• **Data to examine**
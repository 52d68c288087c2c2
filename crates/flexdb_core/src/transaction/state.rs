//! Transaction state and the commit protocol.

use crate::database::Database;
use crate::entity::{Entity, EntityRef};
use crate::error::{CoreError, CoreResult};
use crate::hooks::HookEvent;
use crate::query::Query;
use crate::transaction::{Overlay, PendingWrite};
use std::collections::HashMap;
use std::fmt;
use std::sync::Arc;

/// State of a transaction.
#[derive(Debug, Clone, Copy, PartialEq, Eq)]
pub enum TransactionState {
    /// Transaction is active and can perform operations.
    Active,
    /// Transaction has been committed.
    Committed,
    /// Transaction has been rolled back.
    RolledBack,
}

/// A read-only or read-write session on a [`Database`].
///
/// Dropping an active transaction rolls it back.
pub struct Transaction<'db> {
    db: &'db Database,
    read_only: bool,
    state: TransactionState,
    overlay: Overlay,
}

impl<'db> Transaction<'db> {
    pub(crate) fn new(db: &'db Database, read_only: bool) -> Self {
        Self {
            db,
            read_only,
            state: TransactionState::Active,
            overlay: Overlay::new(),
        }
    }

    /// The database this transaction runs against.
    #[must_use]
    pub fn database(&self) -> &'db Database {
        self.db
    }

    /// Returns true for a read-only transaction.
    #[must_use]
    pub fn is_read_only(&self) -> bool {
        self.read_only
    }

    /// Returns the current state.
    #[must_use]
    pub fn state(&self) -> TransactionState {
        self.state
    }

    /// Checks if the transaction is still active.
    #[must_use]
    pub fn is_active(&self) -> bool {
        self.state == TransactionState::Active
    }

    /// Number of staged writes.
    #[must_use]
    pub fn pending_count(&self) -> usize {
        self.overlay.len()
    }

    /// Reads a record, preferring this transaction's staged changes.
    ///
    /// A staged delete hides the record whatever the store holds.
    pub fn get(&self, entity_type: &str, id: &str) -> Option<EntityRef> {
        match self.overlay.get(entity_type, id) {
            Some(PendingWrite::Put(record)) => Some(Arc::clone(record)),
            Some(PendingWrite::Delete) => None,
            None => self.db.store().get(entity_type, id),
        }
    }

    /// Reads every record of a type as this transaction sees it. Unordered.
    pub fn get_all(&self, entity_type: &str) -> Vec<EntityRef> {
        let committed = self.db.store().get_all(entity_type);

        let mut merged: HashMap<String, EntityRef> = committed
            .into_iter()
            .map(|record| (record.id().to_string(), record))
            .collect();
        for (id, write) in self.overlay.writes_for(entity_type) {
            match write {
                PendingWrite::Put(record) => {
                    merged.insert(id.to_string(), Arc::clone(record));
                }
                PendingWrite::Delete => {
                    merged.remove(id);
                }
            }
        }
        merged.into_values().collect()
    }

    /// Starts a query over `entity_type`.
    pub fn query(&self, entity_type: &str) -> Query<'_> {
        Query::new(self, entity_type)
    }

    /// Stages an upsert of `entity` under `entity_type`.
    ///
    /// Pre-set hooks run first, in registration order; the first failure
    /// aborts the set. Post-set hooks run after staging, and a failure there
    /// is returned without undoing the staged write.
    pub fn set<E: Entity + 'static>(&mut self, entity_type: &str, entity: E) -> CoreResult<()> {
        self.set_ref(entity_type, Arc::new(entity))
    }

    /// Stages an upsert of an already shared record.
    pub fn set_ref(&mut self, entity_type: &str, entity: EntityRef) -> CoreResult<()> {
        self.ensure_writable("set")?;
        if entity.id().is_empty() {
            return Err(CoreError::invalid_operation("record id must not be empty"));
        }

        self.run_hooks(HookEvent::PreSet, entity_type, entity.as_ref())?;
        // A hook may have ended the transaction.
        self.ensure_writable("set")?;

        self.overlay.put(entity_type, Arc::clone(&entity));
        self.db.store().stats().record_write();

        self.run_hooks(HookEvent::PostSet, entity_type, entity.as_ref())
    }

    /// Stages a delete.
    ///
    /// Delete hooks run only if the record currently exists as seen by this
    /// transaction; the tombstone is staged either way.
    pub fn delete(&mut self, entity_type: &str, id: &str) -> CoreResult<()> {
        self.ensure_writable("delete")?;

        let current = self.get(entity_type, id);
        if let Some(record) = &current {
            self.run_hooks(HookEvent::PreDelete, entity_type, record.as_ref())?;
            self.ensure_writable("delete")?;
        }

        self.overlay.delete(entity_type, id);
        self.db.store().stats().record_delete();

        match current {
            Some(record) => self.run_hooks(HookEvent::PostDelete, entity_type, record.as_ref()),
            None => Ok(()),
        }
    }

    /// Sets records in order, stopping at the first failure.
    ///
    /// Records staged before the failure stay staged.
    pub fn batch_set<I, E>(&mut self, entity_type: &str, entities: I) -> CoreResult<()>
    where
        I: IntoIterator<Item = E>,
        E: Entity + 'static,
    {
        for entity in entities {
            self.set(entity_type, entity)?;
        }
        Ok(())
    }

    /// Deletes records in order, stopping at the first failure.
    pub fn batch_delete<I, S>(&mut self, entity_type: &str, ids: I) -> CoreResult<()>
    where
        I: IntoIterator<Item = S>,
        S: AsRef<str>,
    {
        for id in ids {
            self.delete(entity_type, id.as_ref())?;
        }
        Ok(())
    }

    /// Commits the transaction.
    ///
    /// For a read-only transaction this only marks it committed. For a write
    /// transaction the staged state is persisted first and applied in memory
    /// only once the backend has accepted it. If persisting fails the
    /// transaction stays active with its overlay intact, and the error is
    /// `PersistenceFailed`.
    ///
    /// # Errors
    ///
    /// `AlreadyCommitted` for a second commit of a write transaction,
    /// `InvalidOperation` after a rollback.
    pub fn commit(&mut self) -> CoreResult<()> {
        match self.state {
            TransactionState::Active => {}
            TransactionState::Committed if self.read_only => return Ok(()),
            TransactionState::Committed => return Err(CoreError::AlreadyCommitted),
            TransactionState::RolledBack => {
                return Err(CoreError::invalid_operation(
                    "transaction already rolled back",
                ))
            }
        }

        if self.read_only {
            self.state = TransactionState::Committed;
            return Ok(());
        }

        let store = self.db.store();
        if let Err(e) = store.commit(
            &self.overlay,
            self.db.backend(),
            self.db.config().pretty_print,
        ) {
            store.stats().record_commit_failure();
            return Err(e);
        }

        self.overlay.clear();
        self.state = TransactionState::Committed;
        store.stats().record_commit();
        Ok(())
    }

    /// Discards all staged changes. No-op once committed or rolled back.
    pub fn rollback(&mut self) {
        if self.state != TransactionState::Active {
            return;
        }
        self.overlay.clear();
        self.state = TransactionState::RolledBack;
        if !self.read_only {
            self.db.store().stats().record_rollback();
        }
    }

    fn ensure_writable(&self, operation: &'static str) -> CoreResult<()> {
        match self.state {
            TransactionState::Active => {}
            TransactionState::Committed => {
                return Err(CoreError::invalid_operation(
                    "transaction already committed",
                ))
            }
            TransactionState::RolledBack => {
                return Err(CoreError::invalid_operation(
                    "transaction already rolled back",
                ))
            }
        }
        if self.read_only {
            return Err(CoreError::ReadOnlyTransaction { operation });
        }
        Ok(())
    }

    fn run_hooks(
        &mut self,
        event: HookEvent,
        entity_type: &str,
        record: &dyn Entity,
    ) -> CoreResult<()> {
        for hook in self.db.hooks().chain(event) {
            hook(&mut *self, entity_type, record)?;
        }
        Ok(())
    }

    pub(crate) fn overlay(&self) -> &Overlay {
        &self.overlay
    }
}

impl Drop for Transaction<'_> {
    fn drop(&mut self) {
        if self.state == TransactionState::Active && !self.overlay.is_empty() {
            tracing::debug!(
                pending = self.overlay.len(),
                "dropping active transaction, discarding staged writes"
            );
        }
        self.rollback();
    }
}

impl fmt::Debug for Transaction<'_> {
    fn fmt(&self, f: &mut fmt::Formatter<'_>) -> fmt::Result {
        f.debug_struct("Transaction")
            .field("read_only", &self.read_only)
            .field("state", &self.state)
            .field("pending", &self.overlay.len())
            .finish_non_exhaustive()
    }
}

• **Task**
The required answer is a single number: the count of lines in the entries that hold the string "upsert".

• **Task result**
2